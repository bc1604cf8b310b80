//! Keyword expansion into "podcast" search phrases
//!
//! Every extracted word becomes two planner phrases, `<word> podcast` and
//! `<word> podcasts`. The phrases are produced both as a list (for display)
//! and as one comma-joined blob ready to paste into a keyword planner.

use serde::{Deserialize, Serialize};

use super::normalize::collapse_whitespace;
use super::words::strip_list_punctuation;

/// Phrase variants and planner text for one word list.
#[derive(Debug, Clone, Default, PartialEq, Eq, Serialize, Deserialize)]
pub struct KeywordExpansion {
    /// `"<w> podcast"`, `"<w> podcasts"` per word, interleaved in word order
    pub variants: Vec<String>,
    /// `"<w> podcast, <w> podcasts"` groups joined by `", "`
    pub planner_text: String,
}

/// Expand a word list into variants and planner text.
pub fn expand<S: AsRef<str>>(words: &[S]) -> KeywordExpansion {
    KeywordExpansion {
        variants: podcast_variations(words),
        planner_text: planner_text(words),
    }
}

/// Suffix each word with "podcast" and "podcasts".
///
/// Words are used as given; cleaning only applies to the planner text.
pub fn podcast_variations<S: AsRef<str>>(words: &[S]) -> Vec<String> {
    words
        .iter()
        .flat_map(|word| {
            let word = word.as_ref();
            [format!("{word} podcast"), format!("{word} podcasts")]
        })
        .collect()
}

/// Clean a single word for planner display.
pub fn planner_word(word: &str) -> String {
    collapse_whitespace(&strip_list_punctuation(word))
}

/// Build the comma-joined planner text.
pub fn planner_text<S: AsRef<str>>(words: &[S]) -> String {
    let text = words
        .iter()
        .map(|word| planner_word(word.as_ref()))
        .filter(|word| !word.is_empty())
        .map(|word| format!("{word} podcast, {word} podcasts"))
        .collect::<Vec<_>>()
        .join(", ");
    collapse_whitespace(&text)
}
//! Text processing for episode fields
//!
//! Leaf helpers shared by the table and suggestion layers. None of them fail:
//! unreliable upstream data degrades to empty results instead of errors.

pub mod expand;
pub mod normalize;
pub mod queries;
pub mod words;

pub use expand::{expand, planner_text, planner_word, podcast_variations, KeywordExpansion};
pub use normalize::{clean_text, clean_value, collapse_whitespace};
pub use queries::{add_query, remove_query, QueryList};
pub use words::{extract_words, RawField};
//! Time source for expiry bookkeeping

use chrono::{DateTime, Duration, Utc};
use std::sync::Mutex;

/// Source of "now" for the session store.
pub trait Clock: Send + Sync + std::fmt::Debug {
    fn now(&self) -> DateTime<Utc>;
}

/// Wall-clock time.
#[derive(Debug, Default, Clone, Copy)]
pub struct SystemClock;

impl Clock for SystemClock {
    fn now(&self) -> DateTime<Utc> {
        Utc::now()
    }
}

/// A clock that only moves when told to. Used to test expiry.
#[derive(Debug)]
pub struct ManualClock {
    now: Mutex<DateTime<Utc>>,
}

impl ManualClock {
    pub fn new(start: DateTime<Utc>) -> Self {
        Self {
            now: Mutex::new(start),
        }
    }

    pub fn advance(&self, by: Duration) {
        let mut now = self.now.lock().unwrap_or_else(|e| e.into_inner());
        *now += by;
    }
}

impl Default for ManualClock {
    fn default() -> Self {
        Self::new(Utc::now())
    }
}

impl Clock for ManualClock {
    fn now(&self) -> DateTime<Utc> {
        *self.now.lock().unwrap_or_else(|e| e.into_inner())
    }
}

━━━━━━━━━━━━━━━━━━━━━━━━━━━━━━

Exercise directions
Using only the data above, copy out the lines that include the word "format".

Answer to this exercise
            [format!("{word} podcast"), format!("{word} podcasts")]
        .map(|word| format!("{word} podcast, {word} podcasts"))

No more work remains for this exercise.